その内訳は「すでに導入済み(0.8%)」、「現在、導入を検討中(3.8%)」となります。

業種別AIの導入状況

AI導入は大企業が先行しており、業種別でみると「金融業、保険業(19.2%)」、「医療、福祉(10.9%)」、「電気・ガス・熱供給・水道業(7.1%)」と続きます。
 

金融業務とAIの相性は大変良いため、政府も積極的に予算を支出していますし、民間資本の投下も活発です。
 

AIでの業務代替可能性についての意識

AIによる業務代替可能性について、大企業で意識が高く、業種では「金融業、保険業(74.8%)」「学術研究、専門・技術サービス業(74.6%)」「情報通信業(73.0%)」が高くなっています。また職種では「事務職(72.2%)」がもっとも高くなっています。
 

職場でのAIの役割・機能について

すでにAI導入(検討)中の職場で、AIが果たす役割・機能は以下のように捉えられています。

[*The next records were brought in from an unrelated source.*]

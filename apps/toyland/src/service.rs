//! Toy record operations on top of an injected `ToyStore`.

use std::sync::Arc;
use toy_store::{
    DeleteAck, InsertAck, ListQuery, Result, SortDirection, SortSpec, Toy, ToyId, ToyStore,
    UpdateAck, strip_identity,
};
use tracing::{debug, warn};

#[derive(Clone)]
pub struct ToyService {
    store: Arc<dyn ToyStore>,
}

impl ToyService {
    pub fn new(store: Arc<dyn ToyStore>) -> Self {
        Self { store }
    }

    pub async fn ping(&self) -> Result<()> {
        self.store.ping().await
    }

    /// List toys, optionally filtered by owner email and sorted by
    /// a `<field>:<1|-1>` parameter.
    pub async fn list(&self, email: Option<&str>, sort: Option<&str>) -> Result<Vec<Toy>> {
        let query = ListQuery::from_params(email, sort)?;
        self.store.find(&query).await
    }

    /// `None` when no toy has this id.
    pub async fn get(&self, id: &str) -> Result<Option<Toy>> {
        let id = ToyId::parse(id)?;
        self.store.find_one(&id).await
    }

    pub async fn create(&self, toy: Toy) -> Result<InsertAck> {
        self.store.insert_one(strip_identity(toy)).await
    }

    /// Merge `fields` into the toy. Succeeds whether or not the toy exists.
    pub async fn replace_fields(&self, id: &str, fields: Toy) -> Result<UpdateAck> {
        let id = ToyId::parse(id)?;
        let ack = self.store.update_one(&id, strip_identity(fields)).await?;
        if ack.matched_count == 0 {
            debug!(%id, "Update matched no toy");
        }
        Ok(ack)
    }

    pub async fn delete(&self, id: &str) -> Result<DeleteAck> {
        let id = ToyId::parse(id)?;
        self.store.delete_one(&id).await
    }

    /// Log the catalog ordered by price both ways. Failures are only logged.
    pub async fn log_catalog_snapshot(&self) {
        for direction in [SortDirection::Ascending, SortDirection::Descending] {
            let query = match SortSpec::new("price", direction) {
                Ok(sort) => ListQuery::all().sorted_by(sort),
                Err(e) => {
                    warn!(error = %e, "Cannot build catalog snapshot query");
                    return;
                }
            };

            match self.store.find(&query).await {
                Ok(toys) => {
                    let prices: Vec<_> = toys.iter().filter_map(|t| t.get("price")).collect();
                    debug!(
                        order = direction.as_surql(),
                        count = toys.len(),
                        prices = ?prices,
                        "Catalog by price"
                    );
                }
                Err(e) => warn!(order = direction.as_surql(), error = %e, "Failed to fetch catalog"),
            }
        }
    }
}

企業側も労働者側も、1位〜3位は同一の結果です。

企業側

  • 67.5%:既存の業務効率・生産性を高める役割・機能
  • 54.4%:既存の労働力を省力化する役割・機能
  • 43.0%:既存の業務の提供する価値(品質や顧客満足度など)を高める役割・機能
  • 36.8%:不足している労働力を補完する役割・機能
  • 26.3%:これまでに存在しなかった新しい価値をもった業務を創出する役割・機能

労働者側

  • 65.8%:既存の業務効率・生産性を高める役割・機能
  • 42.3%:既存の労働力を省力化する役割・機能
  • 37.0%:既存の業務の提供 する価値(品質や顧客満足度など)を高める役割・機能
  • 23.0%:これまでに存在しな かった新しい価値をもった業務を創出する役割・機能
  • 21.8%:不足している労働力を 補完する役割・機能

 

AI活用の時代に求められる能力について

企業側にはAI時代に従業員に求める能力を複数回答可で質問し、労働者側にもAI時代に「あなたに求められる能力」を複数回答可で質問しました。結果は以下のとおりです。

企業側

  • 63.8%:チャレンジ精神や主体性、行動力、洞察力などの人間的資質
  • 61.9%:コミュニケーション能力やコーチングなどの対人関係能力
  • 54.7%:企画発想力や創造性
  • 45.7%:情報収集能力や課題解決能力、論理的思考などの業務遂行能力

労働者側

  • 61.4%:コミュニケーション能力やコーチングなどの対人関係能力
  • 51.7%:チャレンジ精神や主体性、行動力、洞察力などの人間的資質
  • 48.3%:企画発想力や創造性
  • 28.5%:情報収集能力や課題解決能力、論理的思考などの業務遂行能力

 

まとめ

AIを「導入・導入検討中」の企業は、全体の4.6%とまだ小数に留まっていますが、金融・保険業では19.2%と突出した結果がでています。「フィンテック」と呼ばれる金融分野の最新技術でもAIを中心としたものが多いことともつながります。
 
AI時代に求められる能力として、企業側は「チャレンジ精神や主体性、行動力、洞察力などの人間的資質(63.8%)」を最も多く挙げていますが、労働者側は「コミュニケーション能力やコーチングなどの対人関係能力(61.4%)」を最も多く挙げています。
 
編集部で補足するならば、「決断力・責任能力」も重要になるのではないかと考えます。なぜならAIの実行を決断するのも、その結果に対して責任を持つのも人間であるからです。
 

調査概要・出典

【調査概要】

  • 「イノベーションへの対応状況調査」【企業調査】
  • 「イノベーションへの対応に向けた働き方のあり方等に関する調査」【労働者調査】

このレポートは2017年1月30日から1ヶ月間、下記対象に行われたアンケートを集計したものです。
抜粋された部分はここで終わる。